Data for the task:
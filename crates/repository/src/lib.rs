//! Transaction coordinator for the library system.
//!
//! Every public operation runs as one atomic unit: take a versioned
//! snapshot, run the rule checkers against it, build an ordered write
//! batch, and commit it at the snapshot's version. A failed check or a
//! stale snapshot aborts the whole operation with no partial write.

mod error;
mod repository;

pub use error::RepositoryError;
pub use repository::Librarian;
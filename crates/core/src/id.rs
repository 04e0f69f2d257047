//! Strongly-typed identifiers used across the domain.
//!
//! Identifiers are integers assigned by the entity store on insert; the
//! newtypes keep a shelf id from ever being passed where a book id belongs.

use serde::{Deserialize, Serialize};

/// Identifier of a shelf.
#[derive(Debug, Copy, Clone, PartialEq, Eq, PartialOrd, Ord, Hash, Serialize, Deserialize)]
#[serde(transparent)]
pub struct ShelfId(i64);

/// Identifier of a book.
#[derive(Debug, Copy, Clone, PartialEq, Eq, PartialOrd, Ord, Hash, Serialize, Deserialize)]
#[serde(transparent)]
pub struct BookId(i64);

/// Identifier of a client.
#[derive(Debug, Copy, Clone, PartialEq, Eq, PartialOrd, Ord, Hash, Serialize, Deserialize)]
#[serde(transparent)]
pub struct ClientId(i64);

/// Identifier of a borrowing.
#[derive(Debug, Copy, Clone, PartialEq, Eq, PartialOrd, Ord, Hash, Serialize, Deserialize)]
#[serde(transparent)]
pub struct BorrowingId(i64);

macro_rules! impl_int_id {
    ($t:ty) => {
        impl $t {
            pub const fn new(raw: i64) -> Self {
                Self(raw)
            }

            pub const fn get(self) -> i64 {
                self.0
            }
        }

        impl core::fmt::Display for $t {
            fn fmt(&self, f: &mut core::fmt::Formatter<'_>) -> core::fmt::Result {
                core::fmt::Display::fmt(&self.0, f)
            }
        }

        impl From<i64> for $t {
            fn from(raw: i64) -> Self {
                Self(raw)
            }
        }

        impl From<$t> for i64 {
            fn from(id: $t) -> Self {
                id.0
            }
        }
    };
}

impl_int_id!(ShelfId);
impl_int_id!(BookId);
impl_int_id!(ClientId);
impl_int_id!(BorrowingId);
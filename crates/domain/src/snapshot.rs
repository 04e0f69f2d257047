//! Immutable view of store state, handed to the rule checkers.
//!
//! Checkers never traverse live object graphs; every rule is evaluated
//! against one of these point-in-time copies, which keeps the rules pure
//! and independently testable.

use serde::{Deserialize, Serialize};

use librarian_core::{BookId, BorrowingId, ClientId, Entity, ShelfId};

use crate::book::Book;
use crate::borrowing::Borrowing;
use crate::client::Client;
use crate::shelf::Shelf;

/// A consistent copy of all four collections.
#[derive(Debug, Clone, Default, PartialEq, Eq, Serialize, Deserialize)]
pub struct Snapshot {
    pub shelves: Vec<Shelf>,
    pub books: Vec<Book>,
    pub clients: Vec<Client>,
    pub borrowings: Vec<Borrowing>,
}

fn find<E: Entity>(items: &[E], id: E::Id) -> Option<&E> {
    items.iter().find(|e| e.id() == id)
}

impl Snapshot {
    pub fn shelf(&self, id: ShelfId) -> Option<&Shelf> {
        find(&self.shelves, id)
    }

    pub fn book(&self, id: BookId) -> Option<&Book> {
        find(&self.books, id)
    }

    pub fn client(&self, id: ClientId) -> Option<&Client> {
        find(&self.clients, id)
    }

    pub fn borrowing(&self, id: BorrowingId) -> Option<&Borrowing> {
        find(&self.borrowings, id)
    }

    pub fn books_on_shelf(&self, id: ShelfId) -> impl Iterator<Item = &Book> {
        self.books.iter().filter(move |b| b.shelf_id == id)
    }

    /// Highest occupied position on the shelf; 0 for an empty shelf.
    pub fn max_position_on_shelf(&self, id: ShelfId) -> u32 {
        self.books_on_shelf(id)
            .map(|b| b.position)
            .max()
            .unwrap_or(0)
    }

    /// The book's active borrowing, if any. At most one exists at a time.
    pub fn open_borrowing_for_book(&self, id: BookId) -> Option<&Borrowing> {
        self.borrowings
            .iter()
            .find(|b| b.book_id == id && b.is_open())
    }

    pub fn open_borrowings_for_client(&self, id: ClientId) -> impl Iterator<Item = &Borrowing> {
        self.borrowings
            .iter()
            .filter(move |b| b.client_id == id && b.is_open())
    }

    pub fn borrowings_for_book(&self, id: BookId) -> impl Iterator<Item = &Borrowing> {
        self.borrowings.iter().filter(move |b| b.book_id == id)
    }

    pub fn borrowings_for_client(&self, id: ClientId) -> impl Iterator<Item = &Borrowing> {
        self.borrowings.iter().filter(move |b| b.client_id == id)
    }
}

#[cfg(test)]
mod tests {
    use super::*;
    use chrono::Utc;

    #[test]
    fn empty_shelf_has_vacuous_max_position_zero() {
        let snap = Snapshot::default();
        assert_eq!(snap.max_position_on_shelf(ShelfId::new(1)), 0);
    }

    #[test]
    fn open_borrowing_lookup_skips_closed_ones() {
        let now = Utc::now();
        let snap = Snapshot {
            borrowings: vec![
                Borrowing {
                    id: BorrowingId::new(1),
                    book_id: BookId::new(9),
                    client_id: ClientId::new(3),
                    date_borrowed: now,
                    date_returned: Some(now),
                    is_overdue: Some(false),
                },
                Borrowing {
                    id: BorrowingId::new(2),
                    book_id: BookId::new(9),
                    client_id: ClientId::new(4),
                    date_borrowed: now,
                    date_returned: None,
                    is_overdue: None,
                },
            ],
            ..Snapshot::default()
        };

        let open = snap.open_borrowing_for_book(BookId::new(9)).unwrap();
        assert_eq!(open.id, BorrowingId::new(2));
        assert_eq!(snap.open_borrowings_for_client(ClientId::new(3)).count(), 0);
        assert_eq!(snap.borrowings_for_book(BookId::new(9)).count(), 2);
    }
}
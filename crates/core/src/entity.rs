//! Entity trait: identity + continuity across state changes.

/// Entity marker + minimal interface.
pub trait Entity {
    /// Strongly-typed entity identifier.
    type Id: Copy + Eq + core::hash::Hash + core::fmt::Debug;

    /// Returns the entity identifier.
    fn id(&self) -> Self::Id;
}
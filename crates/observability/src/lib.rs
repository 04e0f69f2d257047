//! Tracing/logging setup shared by embedding processes and tests.

/// Initialize process-wide tracing/logging.
///
/// Safe to call multiple times (subsequent calls are no-ops).
pub fn init() {
    self::tracing::init();
}

/// Tracing configuration (filters, layers).
pub mod tracing;
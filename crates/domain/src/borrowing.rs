//! Borrowing lifecycle: the open → closed state machine, its admission
//! rules, and the trust reassessment that follows a return.

use chrono::{DateTime, NaiveDate, Utc};
use serde::{Deserialize, Serialize};

use librarian_core::{BookId, BorrowingId, ClientId, DomainError, DomainResult, Entity};

use crate::client::Client;
use crate::snapshot::Snapshot;

/// How many borrowings a client may hold open at once.
pub const OPEN_LIMIT: usize = 3;
/// The tighter limit applied to untrustworthy clients.
pub const UNTRUSTWORTHY_OPEN_LIMIT: usize = 1;
/// Overdue returns after which a client is flagged untrustworthy.
pub const UNTRUSTWORTHY_OVERDUE_COUNT: usize = 3;

/// One client holding one book for a span of time.
///
/// Open while `date_returned` is absent; closing sets `date_returned` and
/// computes `is_overdue` exactly once. There is no reopening.
#[derive(Debug, Clone, PartialEq, Eq, Serialize, Deserialize)]
pub struct Borrowing {
    pub id: BorrowingId,
    pub book_id: BookId,
    pub client_id: ClientId,
    pub date_borrowed: DateTime<Utc>,
    pub date_returned: Option<DateTime<Utc>>,
    /// Computed on close; absent while open.
    pub is_overdue: Option<bool>,
}

impl Borrowing {
    pub fn is_open(&self) -> bool {
        self.date_returned.is_none()
    }

    /// Whole days between `date_borrowed` and the return date (or `now` while
    /// still open), floored.
    pub fn duration_days(&self, now: DateTime<Utc>) -> i64 {
        (self.date_returned.unwrap_or(now) - self.date_borrowed).num_days()
    }

    /// The open → closed transition.
    ///
    /// `duration_limit` is the borrowed book's limit; an absent limit can
    /// never be overdue.
    pub fn close(&mut self, returned_at: DateTime<Utc>, duration_limit: Option<u32>) {
        let duration = (returned_at - self.date_borrowed).num_days();
        self.date_returned = Some(returned_at);
        self.is_overdue = Some(duration_limit.is_some_and(|limit| duration > i64::from(limit)));
    }
}

impl Entity for Borrowing {
    type Id = BorrowingId;

    fn id(&self) -> BorrowingId {
        self.id
    }
}

/// Insert payload for the borrow operation: always opens in the Open state.
#[derive(Debug, Clone, PartialEq, Eq, Serialize, Deserialize)]
pub struct NewBorrowing {
    pub book_id: BookId,
    pub client_id: ClientId,
    pub date_borrowed: DateTime<Utc>,
}

impl NewBorrowing {
    pub fn with_id(self, id: BorrowingId) -> Borrowing {
        Borrowing {
            id,
            book_id: self.book_id,
            client_id: self.client_id,
            date_borrowed: self.date_borrowed,
            date_returned: None,
            is_overdue: None,
        }
    }
}

/// Borrow preconditions, checked in order; the first failure wins.
pub fn admit_borrow(
    client_id: ClientId,
    book_id: BookId,
    snap: &Snapshot,
    today: NaiveDate,
    now: DateTime<Utc>,
) -> DomainResult<()> {
    let Some(book) = snap.book(book_id) else {
        return Err(DomainError::not_found("book"));
    };

    if snap.open_borrowing_for_book(book_id).is_some() {
        return Err(DomainError::rule("BookId", "The book is already borrowed"));
    }

    let Some(client) = snap.client(client_id) else {
        return Err(DomainError::not_found("client"));
    };

    // An outstanding overdue item blocks any new borrowing.
    let holds_overdue = snap.open_borrowings_for_client(client_id).any(|b| {
        snap.book(b.book_id)
            .and_then(|held| held.duration_limit)
            .is_some_and(|limit| b.duration_days(now) > i64::from(limit))
    });
    if holds_overdue {
        return Err(DomainError::rule("ClientId", "Another borrowing is overdue"));
    }

    let open_count = snap.open_borrowings_for_client(client_id).count();
    if !client.is_untrustworthy && open_count >= OPEN_LIMIT {
        return Err(DomainError::rule("ClientId", "Borrowing limit exceeded"));
    }
    if client.is_untrustworthy && open_count >= UNTRUSTWORTHY_OPEN_LIMIT {
        return Err(DomainError::rule(
            "ClientId",
            "Untrustworthy borrowing limit exceeded",
        ));
    }

    let too_young = book
        .age_limit
        .is_some_and(|limit| i64::from(client.age_on(today)) < i64::from(limit));
    if too_young {
        return Err(DomainError::rule("ClientId", "Age restriction is not satisfied"));
    }

    Ok(())
}

/// Return preconditions: the borrowing exists and is still open.
pub fn admit_return(id: BorrowingId, snap: &Snapshot) -> DomainResult<&Borrowing> {
    let Some(borrowing) = snap.borrowing(id) else {
        return Err(DomainError::not_found("borrowing"));
    };

    if !borrowing.is_open() {
        return Err(DomainError::rule("", "Borrowing is already closed"));
    }

    Ok(borrowing)
}

/// Trust reassessment, evaluated after each close.
///
/// One-way: returns `true` only for a client not yet flagged whose overdue
/// returns (including the one just closed) have reached the threshold. The
/// flag is never cleared.
pub fn should_flag_untrustworthy<'a, I>(client: &Client, borrowings: I) -> bool
where
    I: IntoIterator<Item = &'a Borrowing>,
{
    if client.is_untrustworthy {
        return false;
    }

    let overdue_returns = borrowings
        .into_iter()
        .filter(|b| b.client_id == client.id && b.is_overdue == Some(true))
        .count();
    overdue_returns >= UNTRUSTWORTHY_OVERDUE_COUNT
}
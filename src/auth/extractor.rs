use actix_web::dev::Payload;
use actix_web::http::header::AUTHORIZATION;
use actix_web::{web, FromRequest, HttpRequest};
use std::future::{ready, Ready};

use crate::auth::AuthenticatedIdentity;
use crate::error::{AppError, AuthError};
use crate::{AppState, Result};

/// Extracts the caller from an `Authorization: Bearer <token>` header.
impl FromRequest for AuthenticatedIdentity {
    type Error = AppError;
    type Future = Ready<Result<Self>>;

    fn from_request(req: &HttpRequest, _payload: &mut Payload) -> Self::Future {
        ready(identity_from_request(req))
    }
}

fn identity_from_request(req: &HttpRequest) -> Result<AuthenticatedIdentity> {
    let state = req
        .app_data::<web::Data<AppState>>()
        .ok_or_else(|| AppError::InternalError("application state is not configured".into()))?;

    let token = req
        .headers()
        .get(AUTHORIZATION)
        .and_then(|h| h.to_str().ok())
        .and_then(|h| h.strip_prefix("Bearer "))
        .ok_or(AuthError::MissingToken)?;

    let claims = state.tokens.decode(token)?;
    Ok(claims.into())
}
use chrono::{DateTime, Utc};
use sqlx::FromRow;
use std::collections::BTreeSet;
use std::fmt;
use std::str::FromStr;

/// The closed set of roles a user can hold.
///
/// Variants are seeded by the migration and only ever looked up.
#[derive(Debug, Clone, Copy, PartialEq, Eq, Hash, PartialOrd, Ord)]
pub enum RoleName {
    User,
    Moderator,
    Admin,
}

impl RoleName {
    pub const ALL: [RoleName; 3] = [RoleName::User, RoleName::Moderator, RoleName::Admin];

    pub fn as_str(&self) -> &'static str {
        match self {
            RoleName::User => "ROLE_USER",
            RoleName::Moderator => "ROLE_MODERATOR",
            RoleName::Admin => "ROLE_ADMIN",
        }
    }
}

impl fmt::Display for RoleName {
    fn fmt(&self, f: &mut fmt::Formatter<'_>) -> fmt::Result {
        f.write_str(self.as_str())
    }
}

impl FromStr for RoleName {
    type Err = String;

    fn from_str(s: &str) -> Result<Self, Self::Err> {
        RoleName::ALL
            .into_iter()
            .find(|name| name.as_str() == s)
            .ok_or_else(|| format!("unknown role name: {}", s))
    }
}

/// A seeded role record. Ordering follows the numeric id.
#[derive(Debug, Clone, Copy, PartialEq, Eq, Hash, PartialOrd, Ord)]
pub struct Role {
    pub id: i32,
    pub name: RoleName,
}

impl Role {
    pub fn new(id: i32, name: RoleName) -> Self {
        Self { id, name }
    }
}

#[derive(Debug, Clone, FromRow)]
pub(crate) struct RoleRow {
    pub id: i32,
    pub name: String,
}

impl TryFrom<RoleRow> for Role {
    type Error = String;

    fn try_from(row: RoleRow) -> Result<Self, Self::Error> {
        Ok(Role::new(row.id, row.name.parse()?))
    }
}

#[derive(Debug, Clone)]
pub struct User {
    pub id: i64,
    pub username: String,
    pub email: String,
    pub password_hash: String,
    pub roles: BTreeSet<Role>,
    pub created_at: DateTime<Utc>,
}

impl User {
    pub fn role_names(&self) -> Vec<String> {
        self.roles.iter().map(|role| role.name.to_string()).collect()
    }
}

#[derive(Debug, Clone, FromRow)]
pub(crate) struct UserRow {
    pub id: i64,
    pub username: String,
    pub email: String,
    pub password_hash: String,
    pub created_at: DateTime<Utc>,
}

impl UserRow {
    pub fn with_roles(self, roles: BTreeSet<Role>) -> User {
        User {
            id: self.id,
            username: self.username,
            email: self.email,
            password_hash: self.password_hash,
            roles,
            created_at: self.created_at,
        }
    }
}

/// A user that has not been saved yet.
#[derive(Debug, Clone)]
pub struct NewUser {
    pub username: String,
    pub email: String,
    pub password_hash: String,
    pub roles: BTreeSet<Role>,
    pub created_at: DateTime<Utc>,
}

impl NewUser {
    pub fn new(username: String, email: String, password_hash: String, roles: BTreeSet<Role>) -> Self {
        Self {
            username,
            email,
            password_hash,
            roles,
            created_at: Utc::now(),
        }
    }

    pub fn into_user(self, id: i64) -> User {
        User {
            id,
            username: self.username,
            email: self.email,
            password_hash: self.password_hash,
            roles: self.roles,
            created_at: self.created_at,
        }
    }
}

#[cfg(test)]
mod tests {
    use super::*;

    #[test]
    fn test_role_name_round_trips_through_str() {
        for name in RoleName::ALL {
            assert_eq!(name.as_str().parse::<RoleName>().unwrap(), name);
        }
        assert!("ROLE_ROOT".parse::<RoleName>().is_err());
    }

    #[test]
    fn test_role_names_follow_role_ids() {
        let roles: BTreeSet<Role> = [
            Role::new(3, RoleName::Admin),
            Role::new(1, RoleName::User),
            Role::new(3, RoleName::Admin),
        ]
        .into_iter()
        .collect();

        let user = NewUser::new("alice".into(), "a@x.com".into(), "hash".into(), roles).into_user(7);
        assert_eq!(user.id, 7);
        assert_eq!(user.role_names(), vec!["ROLE_USER", "ROLE_ADMIN"]);
    }
}
use argon2::password_hash::{rand_core::OsRng, PasswordHash, SaltString};
use argon2::{Algorithm, Argon2, Params, PasswordHasher as _, PasswordVerifier, Version};

use crate::config::AuthConfig;
use crate::error::AppError;
use crate::Result;

/// Argon2id hashing and verification of plaintext passwords.
///
/// Both operations run on tokio's blocking pool.
#[derive(Clone)]
pub struct PasswordHasher {
    params: Params,
}

impl PasswordHasher {
    pub fn new(memory_kib: u32, iterations: u32, parallelism: u32) -> Result<Self> {
        let params = Params::new(memory_kib, iterations, parallelism, None)
            .map_err(|e| AppError::ConfigError(format!("invalid argon2 parameters: {}", e)))?;
        Ok(Self { params })
    }

    pub fn from_config(config: &AuthConfig) -> Result<Self> {
        Self::new(config.hash_memory_kib, config.hash_iterations, config.hash_parallelism)
    }

    /// Produces a PHC-format hash with a fresh random salt.
    pub async fn hash(&self, password: &str) -> Result<String> {
        let hasher = self.clone();
        let password = password.to_owned();
        tokio::task::spawn_blocking(move || hasher.hash_blocking(&password)).await?
    }

    /// Returns `Ok(false)` on mismatch; a malformed stored hash is an error.
    pub async fn verify(&self, password: &str, hash: &str) -> Result<bool> {
        let hasher = self.clone();
        let password = password.to_owned();
        let hash = hash.to_owned();
        tokio::task::spawn_blocking(move || hasher.verify_blocking(&password, &hash)).await?
    }

    pub fn hash_blocking(&self, password: &str) -> Result<String> {
        let salt = SaltString::generate(&mut OsRng);
        let hash = self.argon2().hash_password(password.as_bytes(), &salt)?;
        Ok(hash.to_string())
    }

    fn verify_blocking(&self, password: &str, hash: &str) -> Result<bool> {
        let parsed = PasswordHash::new(hash)?;
        match self.argon2().verify_password(password.as_bytes(), &parsed) {
            Ok(()) => Ok(true),
            Err(argon2::password_hash::Error::Password) => Ok(false),
            Err(e) => Err(e.into()),
        }
    }

    fn argon2(&self) -> Argon2<'static> {
        Argon2::new(Algorithm::Argon2id, Version::V0x13, self.params.clone())
    }
}
use async_trait::async_trait;
use std::collections::HashMap;
use tokio::sync::RwLock;

use crate::db::models::{NewUser, Role, RoleName, User};
use crate::db::store::{RoleStore, UserStore};
use crate::error::DatabaseError;
use crate::Result;

/// In-process user and role store.
///
/// Enforces the same uniqueness rules as the database schema under a single
/// write lock.
pub struct MemoryStore {
    users: RwLock<HashMap<i64, User>>,
    roles: Vec<Role>,
}

impl MemoryStore {
    /// A store holding the given roles and no users.
    pub fn with_roles(roles: impl IntoIterator<Item = Role>) -> Self {
        Self {
            users: RwLock::new(HashMap::new()),
            roles: roles.into_iter().collect(),
        }
    }

    /// A store seeded with the three standard roles, ids matching the migration.
    pub fn seeded() -> Self {
        Self::with_roles([
            Role::new(1, RoleName::User),
            Role::new(2, RoleName::Moderator),
            Role::new(3, RoleName::Admin),
        ])
    }

    pub async fn user_count(&self) -> usize {
        self.users.read().await.len()
    }
}

impl Default for MemoryStore {
    fn default() -> Self {
        Self::seeded()
    }
}

#[async_trait]
impl UserStore for MemoryStore {
    async fn exists_by_username(&self, username: &str) -> Result<bool> {
        let users = self.users.read().await;
        Ok(users.values().any(|u| u.username == username))
    }

    async fn exists_by_email(&self, email: &str) -> Result<bool> {
        let users = self.users.read().await;
        Ok(users.values().any(|u| u.email == email))
    }

    async fn find_by_username(&self, username: &str) -> Result<Option<User>> {
        let users = self.users.read().await;
        Ok(users.values().find(|u| u.username == username).cloned())
    }

    async fn save(&self, user: NewUser) -> Result<User> {
        let mut users = self.users.write().await;

        if users
            .values()
            .any(|u| u.username == user.username || u.email == user.email)
        {
            return Err(DatabaseError::Duplicate.into());
        }

        let id = users.keys().max().copied().unwrap_or(0) + 1;
        let user = user.into_user(id);
        users.insert(id, user.clone());

        Ok(user)
    }
}

#[async_trait]
impl RoleStore for MemoryStore {
    async fn find_by_name(&self, name: RoleName) -> Result<Option<Role>> {
        Ok(self.roles.iter().find(|r| r.name == name).copied())
    }
}

#[cfg(test)]
mod tests {
    use super::*;
    use crate::error::AppError;
    use std::collections::BTreeSet;

    fn new_user(username: &str, email: &str) -> NewUser {
        NewUser::new(
            username.to_string(),
            email.to_string(),
            "hash".to_string(),
            BTreeSet::from([Role::new(1, RoleName::User)]),
        )
    }

    #[tokio::test]
    async fn test_save_assigns_sequential_ids() {
        let store = MemoryStore::seeded();

        let first = store.save(new_user("alice", "a@x.com")).await.unwrap();
        let second = store.save(new_user("bob", "b@x.com")).await.unwrap();

        assert_eq!(first.id, 1);
        assert_eq!(second.id, 2);
        assert!(store.exists_by_username("alice").await.unwrap());
        assert!(store.exists_by_email("b@x.com").await.unwrap());
        assert!(!store.exists_by_username("carol").await.unwrap());
    }

    #[tokio::test]
    async fn test_save_rejects_duplicates() {
        let store = MemoryStore::seeded();
        store.save(new_user("alice", "a@x.com")).await.unwrap();

        let err = store.save(new_user("alice", "other@x.com")).await.unwrap_err();
        assert!(matches!(err, AppError::DatabaseError(DatabaseError::Duplicate)));

        let err = store.save(new_user("other", "a@x.com")).await.unwrap_err();
        assert!(matches!(err, AppError::DatabaseError(DatabaseError::Duplicate)));

        assert_eq!(store.user_count().await, 1);
    }

    #[tokio::test]
    async fn test_role_lookup() {
        let store = MemoryStore::with_roles([Role::new(1, RoleName::User)]);

        assert_eq!(
            store.find_by_name(RoleName::User).await.unwrap(),
            Some(Role::new(1, RoleName::User))
        );
        assert_eq!(store.find_by_name(RoleName::Admin).await.unwrap(), None);
    }
}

Goal of the exercise:
Copy exactly the stretch of data above from the line with "Default, PartialEq, Eq, Serialize, Deserialize)]" through the line with "let snap = Snapshot::default();", and omit all other lines.

Solved exercise:
#[derive(Debug, Clone, Default, PartialEq, Eq, Serialize, Deserialize)]
pub struct Snapshot {
    pub shelves: Vec<Shelf>,
    pub books: Vec<Book>,
    pub clients: Vec<Client>,
    pub borrowings: Vec<Borrowing>,
}

fn find<E: Entity>(items: &[E], id: E::Id) -> Option<&E> {
    items.iter().find(|e| e.id() == id)
}

impl Snapshot {
    pub fn shelf(&self, id: ShelfId) -> Option<&Shelf> {
        find(&self.shelves, id)
    }

    pub fn book(&self, id: BookId) -> Option<&Book> {
        find(&self.books, id)
    }

    pub fn client(&self, id: ClientId) -> Option<&Client> {
        find(&self.clients, id)
    }

    pub fn borrowing(&self, id: BorrowingId) -> Option<&Borrowing> {
        find(&self.borrowings, id)
    }

    pub fn books_on_shelf(&self, id: ShelfId) -> impl Iterator<Item = &Book> {
        self.books.iter().filter(move |b| b.shelf_id == id)
    }

    /// Highest occupied position on the shelf; 0 for an empty shelf.
    pub fn max_position_on_shelf(&self, id: ShelfId) -> u32 {
        self.books_on_shelf(id)
            .map(|b| b.position)
            .max()
            .unwrap_or(0)
    }

    /// The book's active borrowing, if any. At most one exists at a time.
    pub fn open_borrowing_for_book(&self, id: BookId) -> Option<&Borrowing> {
        self.borrowings
            .iter()
            .find(|b| b.book_id == id && b.is_open())
    }

    pub fn open_borrowings_for_client(&self, id: ClientId) -> impl Iterator<Item = &Borrowing> {
        self.borrowings
            .iter()
            .filter(move |b| b.client_id == id && b.is_open())
    }

    pub fn borrowings_for_book(&self, id: BookId) -> impl Iterator<Item = &Borrowing> {
        self.borrowings.iter().filter(move |b| b.book_id == id)
    }

    pub fn borrowings_for_client(&self, id: ClientId) -> impl Iterator<Item = &Borrowing> {
        self.borrowings.iter().filter(move |b| b.client_id == id)
    }
}

#[cfg(test)]
mod tests {
    use super::*;
    use chrono::Utc;

    #[test]
    fn empty_shelf_has_vacuous_max_position_zero() {
        let snap = Snapshot::default();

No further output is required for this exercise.